Temperature and duration requirements
There is no one single treatment that is suitable for all destinations and products and as a result, different countries all have different protocols. Each importing country sets its own phytosanitary regulations. These regulations list the conditions that need to be met in terms of temperature and duration. The (internal) fruit pulp is used to measure the temperature, which should be equal to or less than the temperature required by the protocol of the individual importing country. “It’s important to keep the fruit at this temperature throughout the entire duration of the cold treatment process,” says Christian DeBlasio, CEO of Purfresh. For table grapes imported into Australia for instance, the cold treatment protocol requires the grapes to be kept at 0.9⁰C or less for 12 days.
Cold treatment can either happen:
- In the country of origin, before the fruit is shipped.
- In-transit while the fruit is in the reefer container.
- At a transshipment port prior to arrival at destination country.
The protocol of the importing country determines where cold treatment needs to take place and not all countries allow all three options.
Real-time monitoring for Purfresh customers. The system allows customers to see where their containers are at sea, what the travel path of the vessel is, but also what the temperature inside the containers is.
Monitoring temperatures in-transit
“At Purfresh, we specialize in offering in-transit cold treatment management,” said DeBlasio. “It saves product shelf life for the customer, but most importantly, we monitor the fruit pulp probe temperatures continuously while the fruit is on the water.” The Purfresh process for cold treatment includes in-transit reefer container temperature changes, when required. Not only does this ease the clearance process upon arrival, it also guarantees customers that the protocol of the importing country will be met. “The value of a container with fruit ranges from $20k to $150k and if produce doesn’t pass the protocol, in many cases the cargo can be rejected, and the entire value could be lost,” shared DeBlasio. “There is a lot of money at risk.”
In-transit temperature monitoring.
Approval of protocol prior to arrival of vessel
To measure the temperature, three to four probes are installed into the fruit. These probes record the temperature of the fruit at various points within the container. Most containers have temperature probe connectors installed. Purfresh’ data monitoring system is able to download the temperature data from the probes and email it to the government of the importing country. “Between ten and two days prior to arrival of the vessel we transmit the data electronically to the government or cargo receiver and they can approve the cold treatment.” This saves on valuable transit time. The data is transmitted via satellite directly from the individual reefer containers.

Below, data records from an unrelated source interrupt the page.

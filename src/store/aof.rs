use crate::Result;
use log::info;
use std::path::{Path, PathBuf};
use tokio::{
    fs::{File, OpenOptions},
    io::AsyncWriteExt,
};

/// The append-only command journal.
///
/// Records are written in apply order, under the keyspace lock, before the
/// originating client sees success. The file is never fsync'd per record:
/// durability rides on the OS buffer flush cadence.
pub struct AofWriter {
    file: File,
    path: PathBuf,
}

impl AofWriter {
    pub async fn open(path: &Path) -> Result<Self> {
        let file = OpenOptions::new()
            .create(true)
            .append(true)
            .open(path)
            .await?;
        info!("AOF file {path:?} opened for append");

        Ok(Self {
            file,
            path: path.to_path_buf(),
        })
    }

    /// Appends one pre-serialized RESP-Array record.
    pub async fn append(&mut self, record: &[u8]) -> Result<()> {
        self.file.write_all(record).await?;
        Ok(())
    }

    /// Flushes buffered bytes and closes the file.
    pub async fn close(&mut self) -> Result<()> {
        self.file.flush().await?;
        self.file.sync_all().await?;
        info!("AOF file {:?} closed", self.path);
        Ok(())
    }
}
use crate::{
    Error, Result,
    resp::{Command, CommandDecoder},
    store::{Keyspace, StorageEngine, Value},
};
use futures_util::StreamExt;
use log::{info, warn};
use std::{sync::Arc, time::Duration};
use tokio::{
    io::AsyncWriteExt,
    net::{TcpStream, tcp::OwnedWriteHalf},
    time,
};
use tokio_util::codec::FramedRead;

/// Fixed backoff between reconnection attempts to the master.
const RECONNECT_DELAY: Duration = Duration::from_secs(5);

/// Write side of one attached replica connection.
pub(crate) struct ReplicaWriter {
    writer: OwnedWriteHalf,
    tag: String,
}

impl ReplicaWriter {
    pub fn new(writer: OwnedWriteHalf, tag: String) -> Self {
        Self { writer, tag }
    }

    pub async fn send(&mut self, record: &[u8]) -> Result<()> {
        self.writer.write_all(record).await?;
        Ok(())
    }

    pub fn tag(&self) -> &str {
        &self.tag
    }
}

/// The set of live downstream replicas, owned by the storage engine and
/// mutated only under the keyspace lock.
#[derive(Default)]
pub(crate) struct ReplicaSet {
    writers: Vec<ReplicaWriter>,
}

impl ReplicaSet {
    pub fn new() -> Self {
        Self::default()
    }

    pub fn insert(&mut self, replica: ReplicaWriter) {
        self.writers.push(replica);
    }

    pub fn len(&self) -> usize {
        self.writers.len()
    }

    /// Sends one serialized command record to every live replica.
    ///
    /// A replica whose socket errors is dropped from the set; the
    /// originating client command is never failed on its behalf, and a
    /// dropped replica recovers by reconnecting for a fresh full sync.
    pub async fn broadcast(&mut self, record: &[u8]) {
        if self.writers.is_empty() {
            return;
        }

        let writers = std::mem::take(&mut self.writers);
        for mut replica in writers {
            match replica.send(record).await {
                Ok(()) => self.writers.push(replica),
                Err(e) => warn!("[{}] replica dropped: {e}", replica.tag()),
            }
        }
    }
}

/// Synthesizes a command stream that reproduces the current keyspace on an
/// empty peer: `SET` per string, one `LPUSH` per list with arguments in
/// reverse of stored order (so replay restores the original head order),
/// `HSET` per hash field, then `EXPIRE` with the remaining TTL for every
/// entry that still has one.
pub(crate) fn full_sync_commands(keyspace: &Keyspace, now: f64) -> Vec<Command> {
    let mut commands = Vec::with_capacity(keyspace.len());

    for (key, entry) in keyspace.iter() {
        if entry.is_expired(now) {
            continue;
        }

        match &entry.value {
            Value::Str(s) => {
                commands.push(Command::new("SET", vec![key.clone(), s.clone()]));
            }
            Value::List(list) => {
                let mut args = Vec::with_capacity(list.len() + 1);
                args.push(key.clone());
                args.extend(list.iter().rev().cloned());
                commands.push(Command::new("LPUSH", args));
            }
            Value::Hash(hash) => {
                for (field, value) in hash {
                    commands.push(Command::new(
                        "HSET",
                        vec![key.clone(), field.clone(), value.clone()],
                    ));
                }
            }
        }

        if let Some(at) = entry.expire_at {
            let remaining = (at - now) as i64;
            if remaining > 0 {
                commands.push(Command::new(
                    "EXPIRE",
                    vec![key.clone(), remaining.to_string()],
                ));
            }
        }
    }

    commands
}

/// Replica-side master link: connect, announce, then apply the command
/// stream until the link drops; retry forever with a fixed backoff.
pub(crate) async fn run_replica(
    engine: Arc<StorageEngine>,
    master_host: String,
    master_port: u16,
    listening_port: u16,
) {
    loop {
        match sync_with_master(&engine, &master_host, master_port, listening_port).await {
            Ok(()) => info!("master {master_host}:{master_port} closed the replication link"),
            Err(e) => warn!("replication link to {master_host}:{master_port} failed: {e}"),
        }

        time::sleep(RECONNECT_DELAY).await;
    }
}

async fn sync_with_master(
    engine: &StorageEngine,
    master_host: &str,
    master_port: u16,
    listening_port: u16,
) -> Result<()> {
    let stream = TcpStream::connect((master_host, master_port)).await?;
    info!("connected to master {master_host}:{master_port}, requesting full sync");

    let (read_half, mut write_half) = stream.into_split();
    write_half
        .write_all(format!("REPLICAOF listening-port {listening_port}\r\n").as_bytes())
        .await?;

    // stale local state must not survive a resync
    engine.clear().await;

    let mut frames = FramedRead::new(read_half, CommandDecoder);
    while let Some(frame) = frames.next().await {
        let command = frame?;
        match engine.apply_replicated(&command).await {
            Ok(_) => {}
            Err(Error::Command(e)) => {
                warn!("master sent command '{command}' the keyspace rejected: {e}")
            }
            Err(e) => return Err(e),
        }
    }

    Ok(())
}
use crate::model::*;

use super::promotion::discount_for;

/// Deposit owed on `total`. Never negative and never above `total`.
pub fn deposit_for(total: Money, policy: &DepositPolicy) -> Money {
    if !policy.required {
        return 0;
    }
    let raw = match policy.kind {
        DepositKind::Percentage => total * policy.amount / 100,
        DepositKind::Fixed => policy.amount,
    };
    raw.clamp(0, total.max(0))
}

/// Price a set of service lines with an already validated promotion.
pub fn quote(lines: &[ServiceLine], promotion: Option<&Promotion>, deposit: &DepositPolicy) -> PriceQuote {
    let subtotal: Money = lines.iter().map(ServiceLine::final_price).sum();
    let discount = promotion.map_or(0, |p| discount_for(p, subtotal));
    let total = (subtotal - discount).max(0);
    PriceQuote {
        subtotal,
        discount,
        total,
        deposit: deposit_for(total, deposit),
        promotion_id: promotion.map(|p| p.id),
        promotion_code: promotion.map(|p| normalize_code(&p.code)),
    }
}

impl PriceQuote {
    /// Snapshot stored on a new appointment. Tip starts at zero.
    pub fn snapshot(&self) -> PricingSnapshot {
        PricingSnapshot {
            subtotal: self.subtotal,
            discount: self.discount,
            promotion_id: self.promotion_id,
            promotion_code: self.promotion_code.clone(),
            deposit: self.deposit,
            deposit_paid: false,
            deposit_charge: None,
            total: self.total,
            tip: 0,
            final_total: self.total,
        }
    }
}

Before the fruit gets on the water, Purfresh sets probe temperature alarm thresholds with the customers. “Our automated system monitors the temperature of the fruit 24/7 and if our system monitors a temperature is too high, we send a signal to the container to change the container temperature. It is our job to address a temperature problem before the cargo temperatures deviate from protocols,” said DeBlasio. “It is possible for as many as 1 out of 15 containers under cold treatment to get rejected, but with our service we offer our customers a 100 percent guarantee.”
Patrick Inkster, President of California-based Fiesta Fruit, uses Purfresh’ services to monitor the temperature of grapes shipped from the US to Australia. “We are very happy as Purfresh follows the temperature while the grapes are in-transit and they make adjustments during transit if needed.” Fiesta’s containers are usually placed on the deck of the vessel and that’s when Purfresh’ system performs best, according to Inkster. The data with downloads from Purfresh has proven to be very valuable. “One time, the monitoring system of the container wasn’t working, but the downloaded data from Purfresh was enough. The Australian government accepted the cargo without a problem.”